**Exercise directions**:
Word for word, return the lines from the start of the entries below through the line that has "fell off at".

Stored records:
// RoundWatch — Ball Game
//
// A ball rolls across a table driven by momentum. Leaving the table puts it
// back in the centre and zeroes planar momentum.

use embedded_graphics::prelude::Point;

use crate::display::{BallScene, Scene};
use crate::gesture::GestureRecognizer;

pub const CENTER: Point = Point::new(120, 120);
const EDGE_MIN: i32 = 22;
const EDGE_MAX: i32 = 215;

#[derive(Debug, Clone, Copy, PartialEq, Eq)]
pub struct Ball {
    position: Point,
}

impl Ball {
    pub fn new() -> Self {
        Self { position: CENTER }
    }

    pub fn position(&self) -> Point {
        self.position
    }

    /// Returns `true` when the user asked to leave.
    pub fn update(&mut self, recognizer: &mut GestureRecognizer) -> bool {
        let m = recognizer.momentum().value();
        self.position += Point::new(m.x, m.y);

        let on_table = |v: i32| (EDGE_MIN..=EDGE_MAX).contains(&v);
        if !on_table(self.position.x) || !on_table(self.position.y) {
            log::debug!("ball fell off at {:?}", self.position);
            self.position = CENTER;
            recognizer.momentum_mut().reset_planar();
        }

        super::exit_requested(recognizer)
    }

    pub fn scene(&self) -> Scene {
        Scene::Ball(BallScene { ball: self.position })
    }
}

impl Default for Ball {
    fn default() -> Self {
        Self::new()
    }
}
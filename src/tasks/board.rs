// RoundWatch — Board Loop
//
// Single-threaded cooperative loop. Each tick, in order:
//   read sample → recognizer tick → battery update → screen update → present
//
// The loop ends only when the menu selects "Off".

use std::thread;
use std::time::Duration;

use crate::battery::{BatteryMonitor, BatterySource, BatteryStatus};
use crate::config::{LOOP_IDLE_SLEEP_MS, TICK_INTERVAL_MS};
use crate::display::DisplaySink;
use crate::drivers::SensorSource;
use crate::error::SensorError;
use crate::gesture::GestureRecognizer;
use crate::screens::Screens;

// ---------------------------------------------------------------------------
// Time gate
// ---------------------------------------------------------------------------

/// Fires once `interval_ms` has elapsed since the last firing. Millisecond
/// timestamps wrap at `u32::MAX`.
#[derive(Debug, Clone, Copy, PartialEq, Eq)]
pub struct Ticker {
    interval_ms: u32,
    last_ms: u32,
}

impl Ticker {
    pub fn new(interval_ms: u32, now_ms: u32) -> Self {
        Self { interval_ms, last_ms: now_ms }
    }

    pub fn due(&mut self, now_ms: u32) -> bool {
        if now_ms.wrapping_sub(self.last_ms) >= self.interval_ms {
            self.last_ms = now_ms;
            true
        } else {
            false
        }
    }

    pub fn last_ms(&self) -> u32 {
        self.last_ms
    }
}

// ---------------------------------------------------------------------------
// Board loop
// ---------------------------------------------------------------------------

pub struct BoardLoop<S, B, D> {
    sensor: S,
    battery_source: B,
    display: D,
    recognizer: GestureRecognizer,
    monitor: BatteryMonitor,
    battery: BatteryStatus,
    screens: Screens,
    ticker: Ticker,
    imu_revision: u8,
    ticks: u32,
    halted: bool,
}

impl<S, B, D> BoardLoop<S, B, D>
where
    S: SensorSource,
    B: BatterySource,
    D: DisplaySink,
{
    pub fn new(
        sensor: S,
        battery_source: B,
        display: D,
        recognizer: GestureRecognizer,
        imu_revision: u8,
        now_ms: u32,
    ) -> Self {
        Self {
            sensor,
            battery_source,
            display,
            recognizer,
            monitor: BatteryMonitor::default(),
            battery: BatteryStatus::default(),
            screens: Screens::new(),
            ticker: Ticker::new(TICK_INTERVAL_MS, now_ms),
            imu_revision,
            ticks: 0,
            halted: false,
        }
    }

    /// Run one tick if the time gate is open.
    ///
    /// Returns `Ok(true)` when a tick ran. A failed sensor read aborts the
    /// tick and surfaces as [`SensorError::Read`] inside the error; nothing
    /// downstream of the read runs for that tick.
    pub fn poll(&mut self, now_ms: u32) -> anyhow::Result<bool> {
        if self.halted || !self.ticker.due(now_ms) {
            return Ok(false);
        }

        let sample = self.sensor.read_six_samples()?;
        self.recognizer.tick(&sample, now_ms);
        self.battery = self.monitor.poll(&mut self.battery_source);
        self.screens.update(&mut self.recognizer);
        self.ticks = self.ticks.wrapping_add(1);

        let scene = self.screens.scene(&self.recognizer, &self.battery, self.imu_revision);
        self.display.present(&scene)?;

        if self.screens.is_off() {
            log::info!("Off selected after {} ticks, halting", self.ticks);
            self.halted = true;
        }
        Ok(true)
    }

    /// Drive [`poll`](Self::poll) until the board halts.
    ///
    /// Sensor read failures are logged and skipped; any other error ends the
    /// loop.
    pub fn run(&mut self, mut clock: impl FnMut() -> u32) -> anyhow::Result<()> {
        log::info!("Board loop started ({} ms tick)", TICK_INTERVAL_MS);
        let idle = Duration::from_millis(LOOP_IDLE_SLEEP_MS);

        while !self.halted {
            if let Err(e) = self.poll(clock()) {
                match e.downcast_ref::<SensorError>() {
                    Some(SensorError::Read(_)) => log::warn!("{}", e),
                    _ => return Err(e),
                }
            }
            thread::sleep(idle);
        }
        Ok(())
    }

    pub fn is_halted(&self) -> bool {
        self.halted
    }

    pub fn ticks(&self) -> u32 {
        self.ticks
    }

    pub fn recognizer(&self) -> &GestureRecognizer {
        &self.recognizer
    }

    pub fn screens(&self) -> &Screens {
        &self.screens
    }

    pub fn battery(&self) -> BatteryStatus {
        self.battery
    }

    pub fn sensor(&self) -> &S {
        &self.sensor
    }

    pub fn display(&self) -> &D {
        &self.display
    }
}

**Task response**:
// RoundWatch — Ball Game
//
// A ball rolls across a table driven by momentum. Leaving the table puts it
// back in the centre and zeroes planar momentum.

use embedded_graphics::prelude::Point;

use crate::display::{BallScene, Scene};
use crate::gesture::GestureRecognizer;

pub const CENTER: Point = Point::new(120, 120);
const EDGE_MIN: i32 = 22;
const EDGE_MAX: i32 = 215;

#[derive(Debug, Clone, Copy, PartialEq, Eq)]
pub struct Ball {
    position: Point,
}

impl Ball {
    pub fn new() -> Self {
        Self { position: CENTER }
    }

    pub fn position(&self) -> Point {
        self.position
    }

    /// Returns `true` when the user asked to leave.
    pub fn update(&mut self, recognizer: &mut GestureRecognizer) -> bool {
        let m = recognizer.momentum().value();
        self.position += Point::new(m.x, m.y);

        let on_table = |v: i32| (EDGE_MIN..=EDGE_MAX).contains(&v);
        if !on_table(self.position.x) || !on_table(self.position.y) {
            log::debug!("ball fell off at {:?}", self.position);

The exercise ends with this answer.